Tuesday, 18 December 2007

the Althusser FAQ episode two

Given that I'm getting accused all the time of being an "apologist" for cantankerous French "Marxist-Spinozist" Louis Althusser, I thought I'd try on some tricks from more experienced apologists. So, with no apologies *rimshot* at all to Stop The War conference's "best in show", Somaye Zadeh of Campaign Iran, here are three and a half lies about Louis Althusser.

Lie number one: Althusser was a hardline Stalinist, widely disseminated among the new (and the decrepit) Hegel-o-trots. Althusser was, in the broadest sense of the term, a Stalinist. He was a member of the Parti Communiste Fran├žais until his death, and referred to the Soviet bloc as the "socialist countries" without qualification. Fine. The problem comes when people attempt to impute to him various other Stalinist positions that were not really his at all. He was not a popular frontist, and indeed the political stake of his theoretical anti-humanism was maintained at keeping any PCF alliances within the working class (just as his humanist rival Roger Garaudy was aiming at precisely the opposite, using theoretical humanism as a bridgehead to get "Christian Lefts" and the like on board).

Lie number two: Althusser was a Eurocommunist, as sneakily imputed by his hatchet job biography on the Marxists Internet Archive (this is, of course, a website who for a long time refused to even acknowledge anybody associated with the Stalinist bloc as "Marxist" at all, placing them instead in the "reference" section alongside Montesqieu, Fourier and Foucault.

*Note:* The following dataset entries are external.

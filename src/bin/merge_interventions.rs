fn main() -> Result<(), Box<dyn std::error::Error>> {
	let cfg = covidtimeline::init_stage()?;
	let n = covidtimeline::pipeline::merge_interventions(&cfg)?;
	println!("wrote {} interventions to {}", n, cfg.paths.interventions.display());
	Ok(())
}
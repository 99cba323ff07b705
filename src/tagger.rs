use std::collections::{BTreeMap, BTreeSet};

use serde::Deserialize;


// a list, or one ", " separated string as in the concordance sheet
#[derive(Debug, Clone, Deserialize)]
#[serde(untagged)]
pub enum KeywordList {
	List(Vec<String>),
	Joined(String),
}

impl KeywordList {
	fn into_vec(self) -> Vec<String> {
		match self {
			Self::List(v) => v,
			Self::Joined(s) => s.split(", ").map(|s| s.to_string()).collect(),
		}
	}
}

pub type KeywordDictionary = BTreeMap<String, KeywordList>;


#[derive(Debug, Clone, Default)]
pub struct KeywordTagger {
	categories: Vec<(String, Vec<String>)>,
}

impl KeywordTagger {
	pub fn new() -> Self {
		Self::default()
	}

	pub fn from_dictionary(dict: &KeywordDictionary) -> Self {
		let mut result = Self::new();
		for (category, keywords) in dict.iter() {
			result.insert(category, keywords.clone().into_vec());
		}
		result
	}

	pub fn insert<C: Into<String>, I: IntoIterator<Item = S>, S: AsRef<str>>(&mut self, category: C, keywords: I) {
		let keywords = keywords.into_iter()
			.map(|k| k.as_ref().trim().to_lowercase())
			// an empty keyword would match everything
			.filter(|k| k.len() > 0)
			.collect();
		self.categories.push((category.into(), keywords));
	}

	pub fn len(&self) -> usize {
		self.categories.len()
	}

	pub fn tag(&self, text: Option<&str>) -> BTreeSet<&str> {
		let mut result = BTreeSet::new();
		let text = match text {
			Some(t) => t.to_lowercase(),
			None => return result,
		};
		for (category, keywords) in self.categories.iter() {
			if keywords.iter().any(|k| text.contains(k.as_str())) {
				result.insert(category.as_str());
			}
		}
		result
	}

	pub fn tag_joined(&self, text: Option<&str>) -> Option<String> {
		let tags = self.tag(text);
		if tags.is_empty() {
			return None
		}
		Some(tags.into_iter().collect::<Vec<_>>().join(", "))
	}
}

I suppose a little theory-police shite here and there is a small price for such an incredibly useful resource). As noted in lie 1, the substance of Althusser's political intervention in the PCF was keeping it about the proletariat and scuppering the cross-class nonsense that was then hegemonised by the Euros. Try again, boys.

Lie number three: Althusser considers dialectics "mumbo jumbo" or some such. Althusser in fact simply claims that there is a very important development that separates Marx's dialectic from its Hegelian predecessor, concerning the epistemological relationship between a real object and its corresponding thought object. On the one hand, empiricists consider the thought object to be an internal characteristic of the real object; on the other, Hegelians believe the object is internal to thought. Dialectical materialism breaks out of both, and conceives knowledge as a production.

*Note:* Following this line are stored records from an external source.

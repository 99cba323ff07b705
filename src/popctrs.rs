use std::collections::BTreeSet;
use std::io;

use geojson::Feature;

use log::{info, warn};

use serde::Deserialize;

use smartstring::alias::{String as SmartString};

use super::error::Result;
use super::geometry::MergedFeature;
use super::merge::{join, JoinKind, MatchDiagnostic};
use super::names::{JurisdictionAliases, RegionKey};
use super::normalize::Normalizer;
use super::resolve::AmbiguityTable;
use super::sources::RegionReference;


#[derive(Debug, Clone, PartialEq, Eq, Deserialize)]
pub struct PopulationCentre {
	#[serde(rename = "POPCTRRAname")]
	pub name: SmartString,
	#[serde(rename = "Province")]
	pub province: SmartString,
	pub health_reg: SmartString,
	#[serde(rename = "POPCTRRApop_2016")]
	pub population: u64,
}

pub fn load_centres<R: io::Read>(r: R) -> Result<Vec<PopulationCentre>> {
	let mut r = csv::Reader::from_reader(r);
	let mut result = Vec::new();
	for row in r.deserialize::<PopulationCentre>() {
		result.push(row?);
	}
	Ok(result)
}

pub fn top_n(centres: &[PopulationCentre], n: usize) -> Vec<PopulationCentre> {
	let mut result = centres.to_vec();
	result.sort_by(|a, b| b.population.cmp(&a.population));
	result.truncate(n);
	result
}

pub fn centre_keys(
		centres: &[PopulationCentre],
		aliases: &JurisdictionAliases,
		normalizer: &Normalizer,
		ambiguities: &AmbiguityTable,
) -> Vec<RegionKey> {
	centres.iter().map(|c| {
		let jurisdiction = aliases.canonical(&c.province);
		let key = ambiguities.resolve(&jurisdiction, normalizer.normalize(&c.health_reg));
		(jurisdiction, key)
	}).collect()
}

pub fn reference(keys: &[RegionKey]) -> RegionReference {
	let set: BTreeSet<&RegionKey> = keys.iter().collect();
	set.into_iter().cloned().collect()
}


pub fn overlay(
		centres: &[PopulationCentre],
		keys: &[RegionKey],
		merged: &[MergedFeature],
) -> (Vec<Feature>, MatchDiagnostic<RegionKey>) {
	let keyed: Vec<(&PopulationCentre, &RegionKey)> = centres.iter().zip(keys.iter()).collect();
	let joined = join(&keyed[..], merged, JoinKind::Left, |(_, k)| (*k).clone(), |m| m.key.clone());

	let mut result = Vec::with_capacity(joined.rows.len());
	for ((centre, _), region) in joined.rows.iter() {
		let mut feature = match region {
			Some(m) => m.feature.clone(),
			None => Feature{
				bbox: None,
				geometry: None,
				id: None,
				properties: None,
				foreign_members: None,
			},
		};
		feature.set_property("POPCTRRAname", centre.name.as_str());
		feature.set_property("Province", centre.province.as_str());
		feature.set_property("health_reg", centre.health_reg.as_str());
		result.push(feature);
	}
	(result, joined.diagnostic)
}

pub fn check_retained(features: &[Feature], expected: usize) -> usize {
	let names: BTreeSet<String> = features.iter()
		.filter_map(|f| f.property("POPCTRRAname").and_then(|v| v.as_str()).map(|s| s.to_string()))
		.collect();
	if names.len() < expected {
		warn!("only retained {} population centres: {:?}", names.len(), names);
	} else {
		info!("retained {} population centres", names.len());
	}
	names.len()
}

Lie number three and a half: Althusser considers Hegel "mumbo jumbo". At the end of his life, by which point he had rejected causality itself in favour of a theory of "random encounters", Althusser was still able to say of Hegel that "he remains the fundamental reference point for everyone, since he is himself such a 'continent' that it takes practically a whole lifetime to know him well" (Philosophy of the Encounter, 2006. Tr. GM Goshgarian, Eds. Francois Matheron and Oliver Corpet. London: Verso, 2006. p229). Entire monographs
could be, should be and have been penned on Althusser's "eloquent silences" over Hegelian philosophy, and it is not beyond the realms of possibility that there is "another Hegel", a "Hegel-for-Althusser" that he missed. To claim, however, that he dismissed Hegel in some crude fashion is idiotic, and treats his philosophy with a far larger dose of smug contempt than even the most boorish Althusserians (cough cough Hindess & Hirst) showed Hegel.